48万円を超える場合は次の式で求めた額が年金から差し引かれます。
支給停止額
= ((④ + ③) ÷ 12 + 総報酬月額相当額 - 48万円) × 1/2
なお、総報酬月額相当額とは
月給(標準報酬月額)に、直近1年間の賞与を12で割った額を足した額
を言います。
退職後1ヵ月以内で再就職は年金減額 ?
注意すべきは退職後1ヵ月以内で再就職した場合です。
次の2つの理由からもらえる年金額が想定していた額より大幅に低くなることがあるのです。

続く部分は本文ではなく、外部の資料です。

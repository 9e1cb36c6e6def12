//! # AGM Common Library
//!
//! Shared code for the AGM metadata tools:
//! - Error and result types
//! - TOML configuration model and loading
//! - Policy defaults for record integration

pub mod config;
pub mod error;

pub use config::TomlConfig;
pub use error::{Error, Result};
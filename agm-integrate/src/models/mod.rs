//! Record types flowing through the integration stage

pub mod merged_record;
pub mod raw_entry;

pub use merged_record::{EntityMap, IntegratedRecord, MergedRecord};
pub use raw_entry::{Entity, RawEntry};
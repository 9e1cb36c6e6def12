//! Collection site REST client
//!
//! Looks items up through the site's `/api/items` endpoint using a property
//! equality filter on the identifier property. The first matching item gives
//! the instance ID (`o:id`); its statement count is the number of values
//! across all vocabulary properties (`dcterms:title`, `schema:author`, ...).

use async_trait::async_trait;
use serde_json::Value;
use std::time::Duration;

use super::{CatalogError, CatalogMapping, CatalogSource, Lookup};

const USER_AGENT: &str = concat!("agm-integrate/", env!("CARGO_PKG_VERSION"));

/// Remote catalog service client
pub struct RemoteCatalog {
    http_client: reqwest::Client,
    items_url: String,
    identifier_property: String,
    credentials: Option<(String, String)>,
}

impl RemoteCatalog {
    /// Create a client for the site rooted at `base_url`
    ///
    /// `timeout` bounds every request; an expired request counts as a lookup
    /// failure.
    pub fn new(
        base_url: &str,
        identifier_property: impl Into<String>,
        timeout: Duration,
    ) -> Result<Self, CatalogError> {
        let http_client = reqwest::Client::builder()
            .user_agent(USER_AGENT)
            .timeout(timeout)
            .build()
            .map_err(|e| CatalogError::NetworkError(e.to_string()))?;

        Ok(Self {
            http_client,
            items_url: format!("{}/api/items", base_url.trim_end_matches('/')),
            identifier_property: identifier_property.into(),
            credentials: None,
        })
    }

    /// Attach API key credentials sent with every request
    pub fn with_credentials(mut self, key_identity: String, key_credential: String) -> Self {
        self.credentials = Some((key_identity, key_credential));
        self
    }

    fn query_params(&self, key: &str) -> Vec<(&'static str, String)> {
        let mut params = vec![
            ("property[0][property]", self.identifier_property.clone()),
            ("property[0][type]", "eq".to_string()),
            ("property[0][text]", key.to_string()),
        ];
        self.push_credentials(&mut params);
        params
    }

    fn push_credentials(&self, params: &mut Vec<(&'static str, String)>) {
        if let Some((identity, credential)) = &self.credentials {
            params.push(("key_identity", identity.clone()));
            params.push(("key_credential", credential.clone()));
        }
    }
}

#[async_trait]
impl CatalogSource for RemoteCatalog {
    fn source_id(&self) -> &'static str {
        "catalog-api"
    }

    async fn lookup(&self, key: &str) -> Result<Lookup, CatalogError> {
        tracing::debug!(key = %key, url = %self.items_url, "Querying catalog service");

        let response = self
            .http_client
            .get(&self.items_url)
            .query(&self.query_params(key))
            .send()
            .await
            .map_err(|e| CatalogError::NetworkError(e.to_string()))?;

        let status = response.status();
        if !status.is_success() {
            let error_text = response.text().await.unwrap_or_default();
            return Err(CatalogError::ApiError(status.as_u16(), error_text));
        }

        let body: Value = response
            .json()
            .await
            .map_err(|e| CatalogError::ParseError(e.to_string()))?;

        parse_items_response(key, &body)
    }

    async fn probe(&self) -> bool {
        let mut params = vec![("per_page", "1".to_string())];
        self.push_credentials(&mut params);

        match self.http_client.get(&self.items_url).query(&params).send().await {
            Ok(response) if response.status().is_success() => true,
            Ok(response) => {
                tracing::debug!(status = response.status().as_u16(), "Catalog probe rejected");
                false
            }
            Err(e) => {
                tracing::debug!(error = %e, "Catalog probe failed");
                false
            }
        }
    }
}

/// Interpret an `/api/items` response body for `key`
///
/// An empty array is `NotFound`; anything other than an array of objects is a
/// parse error.
pub fn parse_items_response(key: &str, body: &Value) -> Result<Lookup, CatalogError> {
    let items = body
        .as_array()
        .ok_or_else(|| CatalogError::ParseError("expected an array of items".to_string()))?;

    let Some(item) = items.first() else {
        return Ok(Lookup::NotFound);
    };
    let item = item
        .as_object()
        .ok_or_else(|| CatalogError::ParseError("item is not an object".to_string()))?;

    let instance_id = match item.get("o:id") {
        Some(Value::Number(n)) => n.to_string(),
        Some(Value::String(s)) if !s.is_empty() => s.clone(),
        _ => return Err(CatalogError::ParseError("item has no o:id".to_string())),
    };

    if items.len() > 1 {
        tracing::debug!(key = %key, matches = items.len(), "Several catalog items share key, using first");
    }

    let existing_entity_count: usize = item
        .iter()
        .filter(|(name, _)| is_vocabulary_property(name))
        .filter_map(|(_, value)| value.as_array())
        .map(Vec::len)
        .sum();

    Ok(Lookup::Found(CatalogMapping {
        id: key.to_string(),
        instance_id,
        existing_entity_count,
    }))
}

/// `prefix:local` terms other than system (`o:`) and JSON-LD (`@`) keys
fn is_vocabulary_property(name: &str) -> bool {
    !name.starts_with("o:") && !name.starts_with('@') && name.contains(':')
}

#[cfg(test)]
mod tests {
    use super::*;
    use serde_json::json;

    #[test]
    fn test_item_statements_are_counted() {
        let body = json!([{
            "@id": "https://collection.example.org/api/items/3405",
            "@type": "o:Item",
            "o:id": 3405,
            "o:is_public": true,
            "o:item_set": [{"o:id": 1}],
            "dcterms:identifier": [{"@value": "A737"}],
            "dcterms:title": [{"@value": "Space Trek"}, {"@value": "スペーストレック"}],
            "schema:author": [{"@value": "Jane"}]
        }]);

        let lookup = parse_items_response("A737", &body).unwrap();
        assert_eq!(
            lookup,
            Lookup::Found(CatalogMapping {
                id: "A737".to_string(),
                instance_id: "3405".to_string(),
                existing_entity_count: 4,
            })
        );
    }

    #[test]
    fn test_empty_result_is_not_found() {
        assert_eq!(parse_items_response("A737", &json!([])).unwrap(), Lookup::NotFound);
    }

    #[test]
    fn test_unexpected_shape_is_parse_error() {
        let err = parse_items_response("A737", &json!({"errors": "denied"})).unwrap_err();
        assert!(matches!(err, CatalogError::ParseError(_)));

        let err = parse_items_response("A737", &json!([{"dcterms:title": []}])).unwrap_err();
        assert!(matches!(err, CatalogError::ParseError(_)));
    }

    #[test]
    fn test_string_instance_id_accepted() {
        let lookup = parse_items_response("B1", &json!([{"o:id": "77"}])).unwrap();
        match lookup {
            Lookup::Found(mapping) => {
                assert_eq!(mapping.instance_id, "77");
                assert_eq!(mapping.existing_entity_count, 0);
            }
            Lookup::NotFound => panic!("expected a mapping"),
        }
    }

    #[test]
    fn test_query_carries_identifier_filter_and_credentials() {
        let client = RemoteCatalog::new(
            "https://collection.example.org/",
            "dcterms:identifier",
            Duration::from_secs(5),
        )
        .unwrap()
        .with_credentials("id".to_string(), "secret".to_string());

        assert_eq!(client.items_url, "https://collection.example.org/api/items");
        let params = client.query_params("A737");
        assert!(params.contains(&("property[0][property]", "dcterms:identifier".to_string())));
        assert!(params.contains(&("property[0][text]", "A737".to_string())));
        assert!(params.contains(&("key_credential", "secret".to_string())));
    }

    #[tokio::test]
    async fn test_unreachable_service_fails_probe() {
        // Port 9 (discard) on localhost is not expected to serve HTTP
        let client =
            RemoteCatalog::new("http://127.0.0.1:9", "dcterms:identifier", Duration::from_millis(500)).unwrap();
        assert!(!client.probe().await);
        assert!(client.lookup("A737").await.is_err());
    }
}
//! Integration workflow
//!
//! Drives one batch run: parse → merge → resolve → decide → project.
//!
//! **Ordering:** records are resolved one key at a time in first-seen order,
//! and both outputs are written only after the whole merged set is buffered,
//! so the tabular header is known before the first row. Re-running on the same
//! inputs and catalog state yields byte-identical files.

pub mod statistics;

pub use statistics::RunSummary;

use agm_common::config::PathsConfig;
use std::fs::File;
use std::io::BufWriter;
use std::time::Duration;

use crate::config::IntegrationSettings;
use crate::error::IntegrationResult;
use crate::models::{IntegratedRecord, RawEntry};
use crate::services::{
    CatalogResolver, EntryParser, FallbackTable, RecordMerger, RemoteCatalog, StatusDecider,
    TableSchema, TabularProjector,
};

/// Integration Workflow
pub struct IntegrationWorkflow {
    resolver: CatalogResolver,
    decider: StatusDecider,
    projector: TabularProjector,
}

impl IntegrationWorkflow {
    pub fn new(resolver: CatalogResolver, decider: StatusDecider, projector: TabularProjector) -> Self {
        Self {
            resolver,
            decider,
            projector,
        }
    }

    /// Build the workflow from resolved settings
    ///
    /// Loads the fallback table (an unusable file leaves it empty), then probes
    /// the catalog service (if one is configured) to pick the resolution
    /// strategy for the whole run.
    pub async fn from_settings(settings: &IntegrationSettings) -> IntegrationResult<Self> {
        let fallback = FallbackTable::load(&settings.paths.fallback_mapping).unwrap_or_else(|e| {
            tracing::warn!(
                path = %settings.paths.fallback_mapping.display(),
                error = %e,
                "Fallback mapping unusable, continuing with empty table"
            );
            FallbackTable::default()
        });
        let threshold = settings.policy.existing_metadata_threshold;
        let catalog = &settings.catalog;

        let resolver = match catalog.base_url.as_deref() {
            Some(base_url) => match RemoteCatalog::new(
                base_url,
                catalog.identifier_property.clone(),
                Duration::from_secs(catalog.timeout_secs),
            ) {
                Ok(remote) => {
                    let remote = match (&catalog.key_identity, &catalog.key_credential) {
                        (Some(identity), Some(credential)) => {
                            remote.with_credentials(identity.clone(), credential.clone())
                        }
                        _ => remote,
                    };
                    CatalogResolver::select(Box::new(remote), fallback, threshold).await
                }
                Err(e) => {
                    tracing::warn!(error = %e, "Catalog client setup failed, using fallback table only");
                    CatalogResolver::fallback_only(fallback, threshold)
                }
            },
            None => {
                tracing::info!("No catalog service configured, using fallback table only");
                CatalogResolver::fallback_only(fallback, threshold)
            }
        };

        Ok(Self::new(
            resolver,
            StatusDecider::new(settings.policy.review_status.clone()),
            TabularProjector::new(settings.columns.clone(), settings.policy.clone()),
        ))
    }

    /// Merge, resolve and decide every record
    ///
    /// Returns the complete buffered set in first-seen key order.
    pub async fn integrate(&mut self, entries: Vec<RawEntry>) -> Vec<IntegratedRecord> {
        let merged = RecordMerger::merge(entries);
        let mut integrated = Vec::with_capacity(merged.len());

        for mut record in merged {
            let resolution = self.resolver.resolve(&record.id).await;
            record.instance_id = resolution.instance_id;
            record.has_existing_metadata = resolution.has_existing_metadata;
            integrated.push(self.decider.decide(record));
        }

        integrated
    }

    /// Write the structured and tabular outputs
    pub fn write_outputs(
        &self,
        records: &[IntegratedRecord],
        paths: &PathsConfig,
    ) -> IntegrationResult<TableSchema> {
        let jsonl = BufWriter::new(File::create(&paths.output_jsonl)?);
        TabularProjector::write_jsonl(records, jsonl)?;

        let csv = BufWriter::new(File::create(&paths.output_csv)?);
        self.projector.write_csv(records, csv)
    }

    /// Run the whole stage against the configured files
    pub async fn run(&mut self, paths: &PathsConfig) -> IntegrationResult<RunSummary> {
        tracing::info!(input = %paths.input.display(), "Starting record integration");

        let parsed = EntryParser::parse_file(&paths.input)?;
        let mut summary = RunSummary {
            entries_read: parsed.entries.len(),
            malformed_lines: parsed.malformed_lines,
            missing_source: parsed.missing_source,
            remote_catalog: self.resolver.uses_remote(),
            ..Default::default()
        };

        let records = self.integrate(parsed.entries).await;
        let schema = self.write_outputs(&records, paths)?;

        let stats = self.resolver.stats();
        summary.records = records.len();
        summary.remote_resolutions = stats.remote_resolutions;
        summary.remote_failures = stats.remote_failures;
        summary.fallback_resolutions = stats.fallback_resolutions;
        summary.unmapped_keys = stats.unmapped_keys;
        summary.records_with_instance_id = records
            .iter()
            .filter(|r| r.record.instance_id.is_some())
            .count();
        summary.records_with_existing_metadata = records
            .iter()
            .filter(|r| r.record.has_existing_metadata)
            .count();
        summary.columns = schema.headers.len();

        tracing::info!(
            output_jsonl = %paths.output_jsonl.display(),
            output_csv = %paths.output_csv.display(),
            "Outputs written"
        );
        summary.log();

        Ok(summary)
    }
}
//! Command-line splitting.
//!
//! The splitter is deliberately small: the input is split on single spaces
//! and runs of pieces that open with `'` or `"` are merged back together
//! until a piece ends with the same quote. There is no escape handling, no
//! tab splitting, and no shell metacharacter support.
//!
//! ```
//! use cmdkit::split::tokenize;
//!
//! let tokens = tokenize("run --flag 'a b c' --other").unwrap();
//! assert_eq!(tokens, ["run", "--flag", "a b c", "--other"]);
//! ```

use crate::error::{Error, Result};

/// A command line split into a program and its arguments.
#[derive(Debug, Clone, PartialEq, Eq)]
pub struct CommandLine {
    /// Executable name or path (token 0)
    pub program: String,
    /// Remaining tokens
    pub args: Vec<String>,
}

enum State {
    Bare,
    Quoted { delimiter: char, block: String },
}

fn opening_quote(piece: &str) -> Option<char> {
    match piece.chars().next() {
        Some(c @ ('\'' | '"')) => Some(c),
        _ => None,
    }
}

/// Split a raw command line into tokens.
///
/// Pieces outside a quoted span are emitted unchanged, including the empty
/// pieces produced by consecutive spaces. Inside a span, spaces are kept
/// exactly as written. A piece such as `'abc'` that opens and closes on its
/// own yields `abc`. A strict "close only on a later piece" rule would
/// instead leave the span open and swallow the following pieces.
///
/// Returns [`Error::UnterminatedQuote`] if a span is still open at the end
/// of the input.
pub fn tokenize(raw: &str) -> Result<Vec<String>> {
    let mut tokens = Vec::new();
    let mut state = State::Bare;

    for piece in raw.split(' ') {
        state = match state {
            State::Bare => match opening_quote(piece) {
                Some(delimiter) => {
                    // quote characters are ASCII, so slicing past one byte is safe
                    let rest = &piece[1..];
                    match rest.strip_suffix(delimiter) {
                        Some(inner) => {
                            tokens.push(inner.to_string());
                            State::Bare
                        }
                        None => State::Quoted {
                            delimiter,
                            block: format!("{rest} "),
                        },
                    }
                }
                None => {
                    tokens.push(piece.to_string());
                    State::Bare
                }
            },
            State::Quoted {
                delimiter,
                mut block,
            } => match piece.strip_suffix(delimiter) {
                Some(inner) => {
                    block.push_str(inner);
                    tokens.push(block);
                    State::Bare
                }
                None => {
                    block.push_str(piece);
                    block.push(' ');
                    State::Quoted { delimiter, block }
                }
            },
        };
    }

    if let State::Quoted { delimiter, block } = state {
        return Err(Error::UnterminatedQuote {
            delimiter,
            fragment: format!("{delimiter}{}", block.trim_end_matches(' ')),
        });
    }

    Ok(tokens)
}

/// Split a raw command line into a program and arguments.
pub fn parse(raw: &str) -> Result<CommandLine> {
    let mut tokens = tokenize(raw)?.into_iter();
    let program = tokens
        .next()
        .filter(|p| !p.is_empty())
        .ok_or(Error::EmptyCommand)?;

    Ok(CommandLine {
        program,
        args: tokens.collect(),
    })
}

- 年金の算定基礎として前職の総報酬月額相当額が用いられる
- 厚生期間として退職前年の9月に算定された月数が用いられる
退職して1ヵ月以内に再就職すると、総報酬月額相当額として前職のものが用いられます。
そのため、前職の給料が高かった場合は、支給停止が発生することがあるのです。
また、厚生期間(厚生年金の被保険者であった期間)は退職前の9月に算定された月数が用いられるので、年金額は再就職しなかった場合の期間より少なくなってしまいます。
ただし、再就職後1ヵ月後には再就職先の給料をもとに再計算されて年金支給額が見直されます。
そして、再就職先の給料が年金の支給停止条件より低ければ停止はありません。
それでも再就職後の最初の1ヵ月分は前職の給料による停止額が差し引かれてしまい、後から補填はされません。
あくまでも
再就職によって収入が変わってから1ヵ月後に年金に反映される
のです。
退職後、1ヵ月以上再就職しなければ想定した満額がもらえます。
でも、再就職によってもらう給料がないわけですから、トータルで考えれば間を空けずに再就職した方が受け取るお金は多くなると言えます。
支給停止有無の試算例
ではここで、支給停止が無く満額支給される場合と支給停止がある場合の具体例をご参考までに掲載しておきますね。
なお、単純化のため、老齢厚生年金は報酬部比例分のみで、繰上・繰り下げの影響はないものとし、基金代行額もないものと想定しておきます。
満額支給の場合
条件を次のように想定します。
- 年金の月額が18万円
- 再就職後の給料が月額16万5,000円で賞与無し
標準報酬月額は17万円、総報酬月額相当額も17万円となります。
18万円 + 17万円 = 35万円
48万円以下なので年金は満額支給の18万円となります。
一部支給停止の場合
今度は条件を次のように想定します。
年金の月額は先の例と同じですが、再就職後給料と賞与を変えた想定です。
- 年金の月額が18万円
- 再就職後の給料が月額35万円で賞与が年間120万円
標準報酬月額は36万円となります。
総報酬月額相当額 = 36万円 + 120万円 ÷ 12 = 46万円
18万円 + 46万円 = 64万円
48万円を超えるので次の額が支給停止となります。
支給停止額(月額)
= (年金の基本月額 + 総報酬月額相当額 - 48万円) × 1/2
= (18万円 + 46万円 - 48万円) × 1/2
= 16万円 × 1/2
= 8万円
この場合はもらえる年金額は18万円から8万円を差し引かれた10万円となります。
おわりに
いかがでしたか?
退職してすぐに再就職した場合一時的に年金が減ってしまう理由を年金の構造と支給停止のメカニズムからご説明してきましたが、参考になりましたでしょうか ?
年金の構造と支給停止のメカニズムが分かると再就職したときの年金の支給停止の有無と額がすっきり分かりますので、是非覚えておいてくださいね。
最後までお読みくださってありがとうございました。